ESTREIAS: sexo, mentiras e vídeo
Vemos uma jovem deitada de barriga para baixo na relva à porta de casa, de madrugada. Quando esta acorda e se levanta, percebemos claramente que não sabe a razão de ali se encontrar, num estado degradante e fora de horas. Já na casa de banho, diante do espelho, procura as respostas para o que aconteceu naquela noite que lhe deixou marcas na pele, mas para além de não se lembrar, decide não contar nada a ninguém. Até que, mais tarde nesse dia, lhe chega um vídeo em que se vislumbra o seu corpo deitado no chão, com as calças descaídas, e um grupo de rapazes à volta, divertidos, entre comentários e risadas...

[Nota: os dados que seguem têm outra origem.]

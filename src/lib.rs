//! Backmon Cron Server Library
//!
//! Recurring-task scheduler and backup-overdue detection engine for the
//! backmon dashboard. This library exposes the internal modules for testing
//! and potential reuse.

pub mod alert_store;
pub mod config;
pub mod dashboard_store;
pub mod monitoring;
pub mod notify;
pub mod scheduler;
pub mod server;
pub mod sqlite_persistence;
pub mod tasks;

// Re-export commonly used types for convenience
pub use alert_store::{AlertRecord, AlertStore, SqliteAlertStore};
pub use dashboard_store::{BackupHistory, ConfigSource, SqliteDashboardStore, TaskSettings};
pub use monitoring::{BackupJobConfig, JobKey, OverdueMonitor, SweepStatistics, WeekdaySet};
pub use notify::{AlertTransport, OverdueAlert};
pub use scheduler::{TaskExecutor, TaskRegistry};
pub use server::{make_app, run_server, ServerState};
use anyhow::Result;
use async_trait::async_trait;
use chrono::{DateTime, Utc};
use serde::Serialize;
use std::str::FromStr;
use std::sync::Arc;
use thiserror::Error;

/// The closed set of task kinds this service schedules.
///
/// Resolved to a handler once at registration time; ticks never dispatch by
/// name.
#[derive(Debug, Clone, Copy, PartialEq, Eq, Hash)]
pub enum TaskKind {
    OverdueCheck,
    RetentionCleanup,
}

impl TaskKind {
    pub fn name(&self) -> &'static str {
        match self {
            TaskKind::OverdueCheck => "overdue-check",
            TaskKind::RetentionCleanup => "retention-cleanup",
        }
    }

    pub fn parse(name: &str) -> Option<Self> {
        match name {
            "overdue-check" => Some(TaskKind::OverdueCheck),
            "retention-cleanup" => Some(TaskKind::RetentionCleanup),
            _ => None,
        }
    }
}

/// Errors surfaced by registry lifecycle operations.
#[derive(Debug, Error)]
pub enum RegistryError {
    #[error("Invalid schedule expression {expression:?}: {reason}")]
    InvalidSchedule { expression: String, reason: String },

    /// The name was never part of the registered task set.
    #[error("Task {0:?} not found")]
    TaskNotFound(String),

    /// The name is not in the current descriptor set.
    #[error("Task {0:?} not found in configuration")]
    UnknownTask(String),
}

/// A validated cron schedule.
///
/// The expression is treated as an opaque value type; recurrence semantics
/// come from the `cron` crate. Five-field expressions (the dashboard's
/// format) are normalized to the crate's six-field form by prepending a
/// seconds column.
#[derive(Debug, Clone)]
pub struct ScheduleExpression {
    expression: String,
    schedule: cron::Schedule,
}

impl ScheduleExpression {
    pub fn parse(expression: &str) -> Result<Self, RegistryError> {
        let normalized = if expression.split_whitespace().count() == 5 {
            format!("0 {expression}")
        } else {
            expression.to_string()
        };
        let schedule =
            cron::Schedule::from_str(&normalized).map_err(|err| RegistryError::InvalidSchedule {
                expression: expression.to_string(),
                reason: err.to_string(),
            })?;
        Ok(Self {
            expression: expression.to_string(),
            schedule,
        })
    }

    pub fn as_str(&self) -> &str {
        &self.expression
    }

    /// Next occurrence strictly after the given instant.
    pub fn next_after(&self, after: DateTime<Utc>) -> Option<DateTime<Utc>> {
        self.schedule.after(&after).next()
    }
}

/// Static definition a live scheduled task is instantiated from.
///
/// Immutable once created; `reload_all` tears the whole set down and rebuilds
/// it.
#[derive(Debug, Clone)]
pub struct TaskDescriptor {
    pub kind: TaskKind,
    pub cron_expression: String,
    pub enabled: bool,
}

impl TaskDescriptor {
    pub fn new(kind: TaskKind, cron_expression: impl Into<String>, enabled: bool) -> Self {
        Self {
            kind,
            cron_expression: cron_expression.into(),
            enabled,
        }
    }

    pub fn name(&self) -> &'static str {
        self.kind.name()
    }
}

/// Successful output of one task run.
#[derive(Debug, Clone)]
pub struct TaskOutcome {
    pub message: String,
    pub statistics: Option<serde_json::Value>,
}

/// One unit of schedulable work.
#[async_trait]
pub trait TaskHandler: Send + Sync {
    async fn run(&self) -> Result<TaskOutcome>;
}

/// Handlers for every task kind, resolved once when the registry is built.
pub struct TaskSet {
    overdue_check: Arc<dyn TaskHandler>,
    retention_cleanup: Arc<dyn TaskHandler>,
}

impl TaskSet {
    pub fn new(
        overdue_check: Arc<dyn TaskHandler>,
        retention_cleanup: Arc<dyn TaskHandler>,
    ) -> Self {
        Self {
            overdue_check,
            retention_cleanup,
        }
    }

    pub fn handler(&self, kind: TaskKind) -> Arc<dyn TaskHandler> {
        match kind {
            TaskKind::OverdueCheck => Arc::clone(&self.overdue_check),
            TaskKind::RetentionCleanup => Arc::clone(&self.retention_cleanup),
        }
    }
}

/// Bookkeeping for the most recent run of one task. Overwritten on every
/// run; never deleted while the process lives.
#[derive(Debug, Clone)]
pub struct TaskRunRecord {
    pub last_run_at: DateTime<Utc>,
    pub last_error: Option<String>,
}

/// Observable outcome of one task invocation, shared by the scheduled tick
/// path and the manual-trigger endpoint.
#[derive(Debug, Clone, Serialize)]
#[serde(rename_all = "camelCase")]
pub struct TaskExecutionResult {
    pub task_name: String,
    pub success: bool,
    #[serde(skip_serializing_if = "Option::is_none")]
    pub message: Option<String>,
    #[serde(skip_serializing_if = "Option::is_none")]
    pub error: Option<String>,
    #[serde(skip_serializing_if = "Option::is_none")]
    pub statistics: Option<serde_json::Value>,
}
//! Collaborator interfaces to the dashboard's data.
//!
//! The configuration store and the backup-run history are owned by the
//! dashboard application; this service only consumes them. The traits below
//! are the consumption contract, and [`SqliteDashboardStore`] is the adapter
//! that reads them straight out of the dashboard's SQLite database.

mod sqlite_dashboard_store;

pub use sqlite_dashboard_store::SqliteDashboardStore;

use crate::monitoring::{BackupJobConfig, JobKey};
use anyhow::Result;
use chrono::{DateTime, Utc};
use std::collections::HashMap;

/// Per-task scheduler configuration, editable through the dashboard UI.
#[derive(Debug, Clone, PartialEq, Eq)]
pub struct TaskSettings {
    pub name: String,
    pub cron_expression: String,
    pub enabled: bool,
}

/// Read access to operator-owned configuration.
pub trait ConfigSource: Send + Sync {
    /// Monitoring expectations for every configured backup job.
    fn backup_job_configs(&self) -> Result<HashMap<JobKey, BackupJobConfig>>;

    /// Scheduler task settings stored by the dashboard. May be empty when
    /// the operator never saved any; callers fall back to defaults then.
    fn scheduler_tasks(&self) -> Result<Vec<TaskSettings>>;

    /// Days of backup-run history to keep. Zero disables pruning.
    fn retention_days(&self) -> Result<u32>;
}

/// Read access to the backup-run history log, plus the one write the
/// retention task needs.
pub trait BackupHistory: Send + Sync {
    /// Timestamp of the most recent successful run of a job, if any.
    fn last_run_at(&self, job: &JobKey) -> Result<Option<DateTime<Utc>>>;

    /// Delete run history older than the cutoff. Returns deleted row count.
    fn prune_runs_before(&self, cutoff: DateTime<Utc>) -> Result<usize>;
}
//! Recurring-task scheduling and execution.
//!
//! The registry owns the live timers, the executor runs one task with error
//! isolation and run bookkeeping, and both the scheduled tick path and the
//! manual-trigger endpoint share the executor.

mod executor;
mod registry;
mod task;

pub use executor::TaskExecutor;
pub use registry::{TaskRegistry, TaskStatus};
pub use task::{
    RegistryError, ScheduleExpression, TaskDescriptor, TaskExecutionResult, TaskHandler, TaskKind,
    TaskOutcome, TaskRunRecord, TaskSet,
};
mod file_config;

pub use file_config::FileConfig;

use crate::dashboard_store::{ConfigSource, TaskSettings};
use anyhow::{bail, Result};
use std::path::PathBuf;

/// Default schedules, matching the dashboard's stock configuration: the
/// overdue sweep every twenty minutes, history pruning nightly.
pub const DEFAULT_OVERDUE_CRON: &str = "0,20,40 * * * *";
pub const DEFAULT_CLEANUP_CRON: &str = "10 3 * * *";

/// CLI arguments that participate in config resolution.
#[derive(Debug, Clone, Default)]
pub struct CliConfig {
    pub dashboard_db: Option<PathBuf>,
    pub alerts_db: Option<PathBuf>,
    pub port: u16,
    pub webhook_url: Option<String>,
    pub webhook_timeout_sec: u64,
}

#[derive(Debug, Clone)]
pub struct AppConfig {
    pub dashboard_db: PathBuf,
    pub alerts_db: PathBuf,
    pub port: u16,
    pub webhook_url: Option<String>,
    pub webhook_timeout_sec: u64,
}

impl AppConfig {
    /// Resolve configuration from CLI arguments and optional TOML file
    /// config. TOML values override CLI values where present.
    pub fn resolve(cli: &CliConfig, file_config: Option<FileConfig>) -> Result<Self> {
        let file = file_config.unwrap_or_default();

        let dashboard_db = file
            .dashboard_db
            .map(PathBuf::from)
            .or_else(|| cli.dashboard_db.clone())
            .ok_or_else(|| {
                anyhow::anyhow!("dashboard_db must be specified on the CLI or in the config file")
            })?;

        if !dashboard_db.exists() {
            bail!("Dashboard database does not exist: {:?}", dashboard_db);
        }

        let alerts_db = file
            .alerts_db
            .map(PathBuf::from)
            .or_else(|| cli.alerts_db.clone())
            .unwrap_or_else(|| {
                dashboard_db
                    .parent()
                    .map(|dir| dir.join("overdue-alerts.db"))
                    .unwrap_or_else(|| PathBuf::from("overdue-alerts.db"))
            });

        let port = file.port.unwrap_or(cli.port);
        let webhook_url = file.webhook_url.or_else(|| cli.webhook_url.clone());
        let webhook_timeout_sec = file.webhook_timeout_sec.unwrap_or(cli.webhook_timeout_sec);

        Ok(Self {
            dashboard_db,
            alerts_db,
            port,
            webhook_url,
            webhook_timeout_sec,
        })
    }
}

/// Compiled-in task settings used when the configuration store has nothing.
pub fn default_task_settings() -> Vec<TaskSettings> {
    vec![
        TaskSettings {
            name: "overdue-check".to_string(),
            cron_expression: DEFAULT_OVERDUE_CRON.to_string(),
            enabled: true,
        },
        TaskSettings {
            name: "retention-cleanup".to_string(),
            cron_expression: DEFAULT_CLEANUP_CRON.to_string(),
            enabled: true,
        },
    ]
}

/// Stored task settings merged over the defaults: every default task exists,
/// stored entries override it, and extra stored tasks are kept.
pub fn effective_task_settings(source: &dyn ConfigSource) -> Result<Vec<TaskSettings>> {
    let stored = source.scheduler_tasks()?;
    let mut merged = default_task_settings();
    for setting in stored {
        match merged.iter_mut().find(|m| m.name == setting.name) {
            Some(existing) => *existing = setting,
            None => merged.push(setting),
        }
    }
    Ok(merged)
}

"Coisas como esta acontecem a cada minuto, todos os dias." A frase não é uma estatística de noticiário. Quem a pronuncia, de lábio trémulo, é a mãe de Mandy, a adolescente protagonista de Share (estreia HBO), num diálogo honesto, sussurrado na intimidade do quarto. Uma mãe com o olhar realista que só uma mulher pode ter sobre um aparente caso de violação que, como ela diz, pela parte do pai não pode ser visto da mesma maneira, porque ele nunca esteve desse lado - daí a sua perplexidade de homem. Mas nesta primeira longa-metragem de Pippa Bianco tudo é mais complexo do que o choque doméstico de sensibilidades, ou melhor, do que o contraste entre a lucidez feminina e a desorientação masculina.
Com efeito, nada aqui se traduz numa abordagem prática ou funcional. Baseado na curta-metragem com o mesmo título, realizada em 2015, o filme de Bianco tem sobriedade que baste para transformar um tema associado à agenda #MeToo num objeto fílmico perfeitamente independente das discussões que marcam a atualidade mediática, mesmo que seja inevitável enquadrar-se nela. Não há ímpetos discursivos ou moral de pronto-a-vestir. O que parece interessar mais à realizadora são as zonas de ambiguidade, nomeadamente aquelas que são fomentadas por esta era tecnológica e o modo como a nossa experiência está dominada pelos impulsos de luz dos ecrãs.
Por isso mesmo Share toma como ângulo a vivência mais íntima, e também virtual, de Mandy (interpretada por uma contida Rhianne Barreto), adolescente de 16 anos cujo quotidiano se vai tornando progressivamente nebuloso, não só com a assombração das suas dúvidas, mas com as consequências do processo que os seus pais puseram em marcha para descobrir o que aconteceu e quem são os culpados. Uma espécie de pesadelo no qual imergimos através de intermitências luminosas - ora de candeeiros de rua ora de sessões de hipnose - que pontuam o ecrã como um jogo de abstração, sublinhando a atmosfera mental da protagonista.
Com esta estética de inclinação noir, Pippa Bianco leva-nos ao âmago da cultura jovem como quem sonda formas de ansiedade e desejo de fuga, ao mesmo tempo que, subtilmente, problematiza a contaminação do dia-a-dia pelos fenómenos da internet. E é em detalhes como o som de mensagens ou chats, constantemente a invadir o ambiente de cada cena, que o filme trabalha uma tensão muito moderna, sem deixar nunca de privilegiar o foco na turbulência interior de Mandy. Por diversas vezes, a câmara de Bianco detém-se sobre o seu rosto como que a pesquisar aquilo que não é verbalizado, e através dessa lente sensorial o filme assume uma verdade humana em tudo distante de um caráter panfletário.
Não por acaso, um dos aspetos curiosos deste título (premiado em Sundance e exibido no Festival de Cannes), que mexe com as coordenadas dos espectadores, é o facto de a protagonista ser membro de uma equipa de basquete, um "desporto de rapazes." Algo que podia ser um simples pormenor do seu perfil, mas que sugere uma ideia de robustez física e psicológica divergente do conceito generalista de fragilidade feminina. E essa ausência do lugar-comum, a começar pela imagem não estereotipada da vítima, é apenas um dos pontos a favor da escrita madura desta primeira obra.